When a friend calls it off or disappears without explanation, it can be devastating. Even though the churning and pruning may be long drawn out, we still expect most friendships to last a lifetime. Friendship break-ups challenge our vision of who we are, especially if we’ve been intertwined with a friend over years. Pulsing with hurt in the wake of a bad breakup, we tend to hurl those that hurt us into that ‘Bad Friend Basket’. Quite often, there could be many factors surrounding friendships that are out of our control. The forces that dictate whom we stay close to and whom we choose to let go, can be mysterious and even a bit surprising, even to ourselves. The people you liked very much could well have turned into the ones you haven’t contacted in a really long time! And others you don’t connect with as well could be the ones you tend to see a lot more!

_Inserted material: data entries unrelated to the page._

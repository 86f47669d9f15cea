//! Command implementations on top of the storage engine

use anyhow::{anyhow, bail, Context, Result};
use std::future::Future;
use std::io::Write;
use std::path::PathBuf;
use std::sync::Arc;
use tokio::sync::RwLock;
use tracing::{debug, warn};

use vault_core::{Action, OperationGuard, Record, SettingsManager, StorageEngine, VaultError};

/// Fields of a record given on the command line
pub struct NewRecord {
    pub key: String,
    pub username: String,
    pub email: String,
    pub secret: Option<String>,
    pub comment: String,
    pub copy_email: bool,
    pub attachments: Vec<PathBuf>,
}

pub struct App {
    engine: Arc<RwLock<StorageEngine>>,
    guard: OperationGuard,
    settings: SettingsManager,
    password: Option<String>,
}

impl App {
    pub async fn load(dir: Option<PathBuf>, password: Option<String>) -> Result<Self> {
        let engine = match dir {
            Some(dir) => StorageEngine::with_dir(dir).await,
            None => StorageEngine::new().await,
        }
        .context("Failed to initialize storage")?;
        let settings = SettingsManager::new(engine.storage_dir());

        Ok(Self {
            engine: Arc::new(RwLock::new(engine)),
            guard: OperationGuard::new(),
            settings,
            password,
        })
    }

    pub async fn list(&self) -> Result<()> {
        let engine = self.engine.read().await;
        if engine.databases().is_empty() {
            println!("No databases in {}", engine.storage_dir().display());
            return Ok(());
        }

        let last_opened = self.settings.last_opened();
        for db in engine.databases() {
            let marker = if Some(db.name.as_str()) == last_opened { "*" } else { " " };
            println!("{} {}", marker, db.name);
        }
        Ok(())
    }

    pub async fn create(&mut self, name: String) -> Result<()> {
        let password = self.new_password(&name)?;
        let engine = Arc::clone(&self.engine);

        let created = self
            .guarded(Action::Create, async move {
                let mut engine = engine.write().await;
                let created = engine.create(&name, &password).await?.name.clone();
                Ok::<_, VaultError>(created)
            })
            .await
            .context("Could not create database")?;

        println!("Created database '{}'", created);
        self.settings.set_last_opened(Some(created)).await?;
        self.finish().await
    }

    pub async fn show(&mut self, name: Option<String>, reveal: bool) -> Result<()> {
        let name = match name.or_else(|| self.settings.last_opened().map(str::to_string)) {
            Some(name) => name,
            None => bail!("No database given and none opened before"),
        };
        self.unlock(&name).await?;

        {
            let engine = self.engine.read().await;
            let records = engine
                .database(&name)
                .and_then(|db| db.records())
                .ok_or_else(|| anyhow!("Database '{}' is not open", name))?;

            if records.is_empty() {
                println!("'{}' has no records", name);
            }
            for (key, record) in records {
                println!("{}", key);
                println!("  login:    {}", record.login());
                if reveal {
                    println!("  password: {}", record.password);
                }
                if !record.date.is_empty() {
                    println!("  date:     {}", record.date);
                }
                if !record.comment.is_empty() {
                    println!("  comment:  {}", record.comment);
                }
                for filename in record.attachments.keys() {
                    println!("  file:     {}", filename);
                }
            }
        }

        self.finish().await
    }

    pub async fn put(&mut self, name: String, entry: NewRecord) -> Result<()> {
        self.unlock(&name).await?;

        let secret = match entry.secret {
            Some(secret) => secret,
            None => rpassword::prompt_password(format!("Password for record '{}': ", entry.key))?,
        };
        let mut record = Record::new(entry.key.clone());
        record.username = entry.username;
        record.email = entry.email;
        record.password = secret;
        record.comment = entry.comment;
        record.copy_email = entry.copy_email;
        record.date = chrono::Local::now().format("%Y-%m-%d").to_string();

        for path in &entry.attachments {
            let filename = path
                .file_name()
                .and_then(|n| n.to_str())
                .ok_or_else(|| anyhow!("Invalid attachment path: {}", path.display()))?;
            let content = tokio::fs::read(path)
                .await
                .with_context(|| format!("Could not read {}", path.display()))?;
            record.add_attachment(filename, &content);
        }

        let replaced = {
            let mut engine = self.engine.write().await;
            engine
                .database_mut(&name)
                .ok_or_else(|| anyhow!("Database '{}' not found", name))?
                .insert_record(record)?
                .is_some()
        };

        self.save(&name).await?;
        let verb = if replaced { "Updated" } else { "Added" };
        println!("{} record '{}' in '{}'", verb, entry.key, name);
        self.finish().await
    }

    pub async fn remove(&mut self, name: String, key: String) -> Result<()> {
        self.unlock(&name).await?;

        let removed = {
            let mut engine = self.engine.write().await;
            engine
                .database_mut(&name)
                .ok_or_else(|| anyhow!("Database '{}' not found", name))?
                .remove_record(&key)?
        };
        if removed.is_none() {
            bail!("No record '{}' in '{}'", key, name);
        }

        self.save(&name).await?;
        println!("Removed record '{}' from '{}'", key, name);
        self.finish().await
    }

    pub async fn rename(&mut self, name: String, new_name: String) -> Result<()> {
        self.unlock(&name).await?;
        let engine = Arc::clone(&self.engine);
        let old = name.clone();

        let renamed = self
            .guarded(Action::Rename, async move {
                let mut engine = engine.write().await;
                let renamed = engine.rename(&old, &new_name).await?.name.clone();
                Ok::<_, VaultError>(renamed)
            })
            .await
            .context("Could not rename database")?;

        println!("Renamed '{}' to '{}'", name, renamed);
        self.settings.set_last_opened(Some(renamed)).await?;
        self.finish().await
    }

    pub async fn passwd(&mut self, name: String) -> Result<()> {
        self.unlock(&name).await?;
        let new_password = prompt_new_password(&name)?;
        let engine = Arc::clone(&self.engine);
        let db = name.clone();

        self.guarded(Action::Save, async move {
            let mut engine = engine.write().await;
            engine.change_password(&db, &new_password).await?;
            Ok::<_, VaultError>(())
        })
        .await
        .context("Could not change password")?;

        println!("Changed password of '{}'", name);
        self.finish().await
    }

    pub async fn delete(&mut self, name: String, yes: bool) -> Result<()> {
        if !yes && !confirm(&format!("Delete database '{}'? This cannot be undone.", name))? {
            println!("Aborted");
            return Ok(());
        }

        let engine = Arc::clone(&self.engine);
        let db = name.clone();
        self.guarded(Action::Delete, async move {
            let mut engine = engine.write().await;
            engine.delete(&db).await
        })
        .await
        .context("Could not delete database")?;

        if self.settings.last_opened() == Some(name.as_str()) {
            self.settings.set_last_opened(None).await?;
        }
        println!("Deleted database '{}'", name);
        Ok(())
    }

    pub async fn export(&mut self, name: String, destination: Option<PathBuf>) -> Result<()> {
        let destination = match destination.or_else(|| self.settings.export_dir().map(PathBuf::from)) {
            Some(destination) => destination,
            None => std::env::current_dir()?,
        };
        let engine = Arc::clone(&self.engine);

        let written = self
            .guarded(Action::Export, async move {
                let engine = engine.read().await;
                engine.export(&name, &destination).await
            })
            .await
            .context("Could not export database")?;

        println!("Exported to {}", written.display());
        Ok(())
    }

    pub async fn import(&mut self, file: PathBuf) -> Result<()> {
        let engine = Arc::clone(&self.engine);

        let imported = self
            .guarded(Action::Import, async move {
                let mut engine = engine.write().await;
                let imported = engine.import(&file).await?.name.clone();
                Ok::<_, VaultError>(imported)
            })
            .await
            .context("Could not import database")?;

        println!("Imported database '{}'", imported);
        Ok(())
    }

    pub async fn import_legacy(&mut self, archive: PathBuf) -> Result<()> {
        let engine = Arc::clone(&self.engine);

        let imported = self
            .guarded(Action::Import, async move {
                let mut engine = engine.write().await;
                let imported = engine.import_legacy(&archive).await?.name.clone();
                Ok::<_, VaultError>(imported)
            })
            .await
            .context("Could not import legacy archive")?;

        println!("Imported legacy database '{}'", imported);
        Ok(())
    }

    pub async fn config(&mut self, export_dir: Option<PathBuf>, clear_export_dir: bool) -> Result<()> {
        if let Some(dir) = export_dir {
            self.settings.set_export_dir(Some(dir)).await?;
        } else if clear_export_dir {
            self.settings.set_export_dir(None).await?;
        }

        let engine = self.engine.read().await;
        println!("storage directory: {}", engine.storage_dir().display());
        match self.settings.export_dir() {
            Some(dir) => println!("export directory:  {}", dir.display()),
            None => println!("export directory:  (current directory)"),
        }
        println!("last opened:       {}", self.settings.last_opened().unwrap_or("-"));
        Ok(())
    }

    /// Open `name` in the background, prompting for its password if needed
    async fn unlock(&mut self, name: &str) -> Result<()> {
        let password = match &self.password {
            Some(password) => password.clone(),
            None => rpassword::prompt_password(format!("Password for '{}': ", name))?,
        };
        let engine = Arc::clone(&self.engine);
        let db = name.to_string();

        self.guarded(Action::Open, async move {
            let mut engine = engine.write().await;
            engine.open(&db, &password).await?;
            Ok::<_, VaultError>(())
        })
        .await
        .with_context(|| format!("Could not open database '{}'", name))?;

        self.settings.set_last_opened(Some(name.to_string())).await?;
        Ok(())
    }

    async fn save(&self, name: &str) -> Result<()> {
        let engine = Arc::clone(&self.engine);
        let db = name.to_string();

        self.guarded(Action::Save, async move {
            let mut engine = engine.write().await;
            engine.save_current(&db).await?;
            Ok::<_, VaultError>(())
        })
        .await
        .with_context(|| format!("Could not save database '{}'", name))
    }

    /// Close every open database, warning about unsaved edits
    async fn finish(&self) -> Result<()> {
        let mut engine = self.engine.write().await;
        let open: Vec<String> = engine
            .databases()
            .iter()
            .filter(|db| db.is_unlocked())
            .map(|db| db.name.clone())
            .collect();

        for name in open {
            match engine.close_checked(&name, false).await {
                Ok(()) => debug!("Closed {}", name),
                Err(VaultError::UnsavedChanges(_)) => {
                    warn!("Discarding unsaved changes in {}", name);
                    engine.close(&name).await?;
                }
                Err(e) => return Err(e.into()),
            }
        }
        Ok(())
    }

    /// Run `future` as `action` unless the same action is already in flight
    async fn guarded<T, F>(&self, action: Action, future: F) -> Result<T>
    where
        F: Future<Output = vault_core::Result<T>> + Send + 'static,
        T: Send + 'static,
    {
        let handle = self
            .guard
            .launch(action, future)
            .ok_or_else(|| anyhow!("{:?} is already in progress", action))?;
        let result = handle.await.context("Background operation failed")?;
        Ok(result?)
    }

    fn new_password(&self, name: &str) -> Result<String> {
        match &self.password {
            Some(password) => Ok(password.clone()),
            None => prompt_new_password(name),
        }
    }
}

fn prompt_new_password(name: &str) -> Result<String> {
    let password = rpassword::prompt_password(format!("New password for '{}': ", name))?;
    let again = rpassword::prompt_password("Repeat password: ")?;
    if password != again {
        bail!("Passwords do not match");
    }
    Ok(password)
}

fn confirm(question: &str) -> Result<bool> {
    print!("{} [y/N] ", question);
    std::io::stdout().flush()?;
    let mut answer = String::new();
    std::io::stdin().read_line(&mut answer)?;
    Ok(matches!(answer.trim(), "y" | "Y" | "yes"))
}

Dealing with bad friends, getting dumped by them, and feeling disappointed with them could be a stressful part of life, and it could truly damage your self-worth and other relationships as well. Being pencilled-in into that bad friend category leaves you a bit devastated.

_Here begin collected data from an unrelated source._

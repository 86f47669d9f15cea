//! Import of legacy two-file archives
//!
//! An archive holds one database as two members sharing a base name:
//! `src/<name>.db` (token text, no salt prefix) and `src/<name>.bin` (16-byte salt).
//! Plain and gzip-compressed tar files are accepted. Everything is validated in
//! memory before a single file is written.

use flate2::read::GzDecoder;
use std::io::Read;
use std::path::Path;
use tar::Archive;
use tracing::{debug, warn};

use super::layout::{self, LEGACY_CIPHER_EXTENSION, LEGACY_SALT_EXTENSION};
use crate::crypto::{Salt, SALT_LEN};
use crate::database::clean_name;
use crate::error::{ImportRejection, Result, VaultError};

/// Smallest token file accepted; anything shorter is a truncated archive
pub const MIN_CIPHERTEXT_LEN: u64 = 100;

const GZIP_MAGIC: [u8; 2] = [0x1f, 0x8b];
const EXPECTED_MEMBERS: usize = 2;

/// A validated legacy database, ready to install
#[derive(Debug, Clone, PartialEq, Eq)]
pub struct LegacyArchive {
    pub name: String,
    pub ciphertext: Vec<u8>,
    pub salt: Salt,
}

struct Member {
    path: String,
    contents: Vec<u8>,
}

/// Read and validate the archive at `path`
pub fn read_archive(path: &Path) -> Result<LegacyArchive> {
    let bytes = std::fs::read(path).map_err(|e| VaultError::from_io(e, path))?;
    parse_archive(&bytes)
}

/// Validate an in-memory archive
pub fn parse_archive(bytes: &[u8]) -> Result<LegacyArchive> {
    let (members, count) = if bytes.starts_with(&GZIP_MAGIC) {
        read_members(GzDecoder::new(bytes))?
    } else {
        read_members(bytes)?
    };

    if count != EXPECTED_MEMBERS {
        warn!("Rejected legacy archive with {} files", count);
        return Err(ImportRejection::WrongMemberCount(count).into());
    }
    validate(members)
}

/// Collect the first two regular files and count all of them
fn read_members<R: Read>(reader: R) -> Result<(Vec<Member>, usize)> {
    let unreadable = |e: std::io::Error| ImportRejection::Unreadable(e.to_string());

    let mut archive = Archive::new(reader);
    let mut members = Vec::with_capacity(EXPECTED_MEMBERS);
    let mut count = 0;

    for entry in archive.entries().map_err(unreadable)? {
        let mut entry = entry.map_err(unreadable)?;
        if !entry.header().entry_type().is_file() {
            continue;
        }
        count += 1;
        if count > EXPECTED_MEMBERS {
            continue;
        }

        let path = entry.path().map_err(unreadable)?.to_string_lossy().into_owned();
        let mut contents = Vec::new();
        entry.read_to_end(&mut contents).map_err(unreadable)?;
        debug!("Archive member {} ({} bytes)", path, contents.len());
        members.push(Member { path, contents });
    }

    Ok((members, count))
}

fn split_member_name(path: &str) -> Result<(String, String)> {
    let file_name = Path::new(path);
    match (
        file_name.file_stem().and_then(|s| s.to_str()),
        file_name.extension().and_then(|e| e.to_str()),
    ) {
        (Some(stem), Some(extension)) => Ok((stem.to_string(), extension.to_string())),
        _ => Err(ImportRejection::UnexpectedMember(path.to_string()).into()),
    }
}

fn validate(members: Vec<Member>) -> Result<LegacyArchive> {
    let mut cipher = None;
    let mut salt = None;

    for member in members {
        let (stem, extension) = split_member_name(&member.path)?;
        match extension.as_str() {
            LEGACY_CIPHER_EXTENSION if cipher.is_none() => cipher = Some((stem, member.contents)),
            LEGACY_SALT_EXTENSION if salt.is_none() => salt = Some((stem, member.contents)),
            _ => return Err(ImportRejection::UnexpectedMember(member.path).into()),
        }
    }

    let (Some((cipher_stem, ciphertext)), Some((salt_stem, salt_bytes))) = (cipher, salt) else {
        return Err(ImportRejection::WrongMemberCount(EXPECTED_MEMBERS).into());
    };

    if cipher_stem != salt_stem {
        warn!("Rejected legacy archive with mismatched member names");
        return Err(ImportRejection::NameMismatch {
            cipher: cipher_stem,
            salt: salt_stem,
        }
        .into());
    }

    let salt: Salt = salt_bytes
        .as_slice()
        .try_into()
        .map_err(|_| ImportRejection::WrongSaltSize(salt_bytes.len() as u64))?;

    if (ciphertext.len() as u64) < MIN_CIPHERTEXT_LEN {
        return Err(ImportRejection::CiphertextTooSmall(ciphertext.len() as u64).into());
    }

    let name = clean_name(&cipher_stem);
    if name.is_empty() {
        return Err(VaultError::EmptyName);
    }

    Ok(LegacyArchive {
        name,
        ciphertext,
        salt,
    })
}

/// Write the two legacy files into `dir` unchanged
///
/// Either both files end up in place or neither does.
pub async fn install(dir: &Path, archive: &LegacyArchive) -> Result<()> {
    let (cipher_path, salt_path) = layout::legacy_paths(dir, &archive.name);
    layout::write_atomic(&cipher_path, &archive.ciphertext).await?;
    if let Err(e) = layout::write_atomic(&salt_path, &archive.salt).await {
        warn!("Installing {} failed, removing {:?}", archive.name, cipher_path);
        if let Err(cleanup) = tokio::fs::remove_file(&cipher_path).await {
            warn!("Could not remove {:?}: {}", cipher_path, cleanup);
        }
        return Err(e);
    }

    debug!("Installed legacy database {} ({} salt bytes)", archive.name, SALT_LEN);
    Ok(())
}
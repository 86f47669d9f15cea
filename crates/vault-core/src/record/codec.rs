//! JSON interchange for record collections

use super::types::RecordMap;
use crate::error::Result;

/// Serialize records; an empty collection becomes the empty string
pub fn dumps(records: &RecordMap) -> Result<String> {
    if records.is_empty() {
        return Ok(String::new());
    }
    Ok(serde_json::to_string(records)?)
}

/// Parse records; the empty string is an empty collection
pub fn loads(text: &str) -> Result<RecordMap> {
    if text.trim().is_empty() {
        return Ok(RecordMap::new());
    }
    Ok(serde_json::from_str(text)?)
}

Friendships, like most relationships, are based on trust. While nobody is perfect, betrayals are often red flags. Remember – Your boundaries need to be respected by those around you. Healthy friendships are also rooted in authenticity. Close friendships involve valuing the thoughts and emotions of another person. If a friend easily gets enraged or irked with the slightest cause, fails to see things from your perspective, you may want to consider whether that friendship is healthy for your wellbeing.

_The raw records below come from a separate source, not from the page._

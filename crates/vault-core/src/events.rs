//! Notifications published by the storage engine

use tokio::sync::broadcast;

/// Buffered events per subscriber before the slowest one starts lagging
pub(crate) const EVENT_CAPACITY: usize = 64;

/// State change of one database
#[derive(Debug, Clone, PartialEq, Eq)]
pub enum DatabaseEvent {
    Created(String),
    Opened(String),
    Closed(String),
    Saved(String),
    Renamed { from: String, to: String },
    Deleted(String),
    Imported(String),
}

impl DatabaseEvent {
    /// Name of the database the event leaves behind
    pub fn name(&self) -> &str {
        match self {
            DatabaseEvent::Created(name)
            | DatabaseEvent::Opened(name)
            | DatabaseEvent::Closed(name)
            | DatabaseEvent::Saved(name)
            | DatabaseEvent::Deleted(name)
            | DatabaseEvent::Imported(name) => name,
            DatabaseEvent::Renamed { to, .. } => to,
        }
    }
}

pub(crate) fn channel() -> broadcast::Sender<DatabaseEvent> {
    broadcast::channel(EVENT_CAPACITY).0
}
//! Credential records and their interchange codec

mod codec;
mod types;

pub use codec::{dumps, loads};
pub use types::{Record, RecordMap};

Friendships by definition are mutual relationships. Beware of friends that ask for favours, emotional support without offering the same in return. When friends get conveniently busy, go radio silent, or seem distant and unreachable, remember that friendship has run its course. In time, good friends may become mere acquaintances and acquaintances good friends. Friendships work best on mutual respect and support. If you constantly question either one of these, it’s time to walk away.

In absolute friendships, there’s cooperation amongst friends, where each party considers their needs and the needs of their friends in order to find solutions that work for both. If a friend tears you down, betrays their role as a friend, hardly ever seems invested in your success or even worse, wants to see you fail, it may be time for that relationship to end. Finding real friends is not easy but nurturing a good friendship certainly is. In life, you usually gather but a handful of friends to rely on and call your true buddies.

Most friendships rarely have a clear explicit beginning or end. There is a certain ambiguity in the nature of friendship. Friendships rest on a mutual covenant, but unlike a marriage or a love relationship, many times not explicitly stated. Marriages and business partnerships have defined beginnings and ends. The underlying factor in these is the contractual clause. So when marriages or business partnerships end there is almost an immediate closure. Not so with friendships. You don’t usually tell people, “Hey we’re officially friends now.” Friendships evolve through the convenience of regular contact between folks and maintained through mutual respect and a certain like-mindedness of spirit. When these friendships fade, when their lives suddenly change (like a new job marriage or baby) or when you no longer share the same things in common, these dwindle due to a difference in investment of time and energy.

Certain friendships have gone through all the punctuation marks of life: elementary school, college, heartbreaks, late night chats, and all that coffee gossip times.  There are friends who’ve seen you through puberty, through relationships, broken bones and failing exams. To lose that overnight, feels like having a limb cut off. These friendships are such you never imagined walking away from. The hurt, remorse and pain is overwhelming. There are conflict and abandonment issues, there is resentment, jealousy and bottled in anger. But the worst is when there is still love. No matter when your best friend becomes a stranger, a big part of your life is just gone.